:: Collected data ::

#[async_trait]
impl SearchClient for InMemorySearchBackend {
    async fn bulk_execute(&self, items: Vec<BulkRequestItem>) -> Result<BulkResponse> {
        let mut succeeded = 0;
        for item in items {
            match item {
                BulkRequestItem::Upsert { index_type, id, body } => {
                    let mut state = self.indices.entry(index_type.index().to_string()).or_default();
                    state
                        .docs
                        .entry(index_type.type_name().to_string())
                        .or_default()
                        .insert(id, body);
                    succeeded += 1;
                }
                BulkRequestItem::Delete { index_type, id } => {
                    if let Some(mut state) = self.indices.get_mut(index_type.index()) {
                        if let Some(docs) = state.docs.get_mut(index_type.type_name()) {
                            docs.remove(&id);
                        }
                    }
                    succeeded += 1;
                }
            }
        }
        Ok(BulkResponse {
            succeeded,
            failed: 0,
            failures: Vec::new(),
        })
    }

    async fn get_replica_count(&self, index: &str) -> Result<u32> {
        self.indices
            .get(index)
            .map(|s| s.settings.replicas)
            .ok_or_else(|| AppError::NotFound(format!("Index {} not found", index)))
    }

    async fn set_replica_count(&self, index: &str, replicas: u32) -> Result<()> {
        let mut state = self
            .indices
            .get_mut(index)
            .ok_or_else(|| AppError::NotFound(format!("Index {} not found", index)))?;
        state.settings.replicas = replicas;
        Ok(())
    }

    async fn shard_count(&self, index: &str) -> Result<u32> {
        self.indices
            .get(index)
            .map(|s| s.settings.shards)
            .ok_or_else(|| AppError::NotFound(format!("Index {} not found", index)))
    }

    async fn create_index(&self, index: &str, settings: &IndexSettings) -> Result<()> {
        self.indices.insert(
            index.to_string(),
            IndexState {
                settings: settings.clone(),
                ..Default::default()
            },
        );
        Ok(())
    }

    async fn put_mapping(&self, index_type: &IndexType, mapping: &TypeMapping) -> Result<()> {
        let mut state = self
            .indices
            .get_mut(index_type.index())
            .ok_or_else(|| AppError::NotFound(format!("Index {} not found", index_type.index())))?;
        state
            .mappings
            .insert(index_type.type_name().to_string(), mapping.clone());
        state.docs.entry(index_type.type_name().to_string()).or_default();
        Ok(())
    }

    async fn delete_index(&self, index: &str) -> Result<()> {
        self.indices
            .remove(index)
            .ok_or_else(|| AppError::NotFound(format!("Index {} not found", index)))?;
        Ok(())
    }

    async fn index_exists(&self, index: &str) -> Result<bool> {
        Ok(self.indices.contains_key(index))
    }

    async fn list_indices(&self) -> Result<Vec<String>> {
        Ok(self.indices.iter().map(|e| e.key().clone()).collect())
    }

    async fn refresh(&self, _index: &str) -> Result<()> {
        // writes are immediately visible in this implementation
        Ok(())
    }

    async fn search(&self, request: &SearchRequest) -> Result<SearchResponse> {
        let mut hits = self.matching_hits(&request.index_type, &request.query);
        hits.sort_by(|a, b| compare_hits(a, b, &request.sorts));
        let total = hits.len() as u64;

        let aggregations = if request.aggregations.is_empty() {
            Vec::new()
        } else {
            let docs = self.all_docs(&request.index_type);
            request
                .aggregations
                .iter()
                .map(|spec| evaluate_aggregation(spec, &docs))
                .collect()
        };

        if request.scroll {
            let page_size = if request.limit > 0 { request.limit } else { 10 };
            let first: Vec<Hit> = hits.iter().take(page_size).cloned().collect();
            let remaining: Vec<Hit> = hits.into_iter().skip(page_size).collect();
            let scroll_id = Uuid::new_v4().to_string();
            self.scrolls.insert(
                scroll_id.clone(),
                Mutex::new(ScrollState { remaining, page_size }),
            );
            return Ok(SearchResponse {
                hits: first,
                total,
                aggregations,
                scroll_id: Some(scroll_id),
            });
        }

        let page: Vec<Hit> = if request.fields.is_empty() {
            hits.into_iter().skip(request.offset).take(request.limit).collect()
        } else {
            hits.into_iter()
                .skip(request.offset)
                .take(request.limit)
                .map(|hit| Hit {
                    id: hit.id,
                    source: project_fields(&hit.source, &request.fields),
                })
                .collect()
        };

        Ok(SearchResponse {
            hits: page,
            total,
            aggregations,
            scroll_id: None,
        })
    }

    async fn scroll(&self, scroll_id: &str) -> Result<SearchResponse> {
        let page = {
            let state = self
                .scrolls
                .get(scroll_id)
                .ok_or_else(|| AppError::NotFound(format!("Scroll {} not found", scroll_id)))?;
            let mut state = state.lock();
            let cut = state.page_size.min(state.remaining.len());
            let rest = state.remaining.split_off(cut);
            std::mem::replace(&mut state.remaining, rest)
        };
        // serving the terminating empty page releases the scroll state
        if page.is_empty() {
            self.scrolls.remove(scroll_id);
        }
        Ok(SearchResponse {
            hits: page,
            total: 0,
            aggregations: Vec::new(),
            scroll_id: Some(scroll_id.to_string()),
        })
    }

    async fn count(&self, index_type: &IndexType, query: &Query) -> Result<u64> {
        Ok(self.matching_hits(index_type, query).len() as u64)
    }
}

:: PROBLEM DESCRIPTION ::
Among the records above, find each line containing the string "remove" and copy it.

:: RESULT ::
                            docs.remove(&id);
            .remove(index)
            self.scrolls.remove(scroll_id);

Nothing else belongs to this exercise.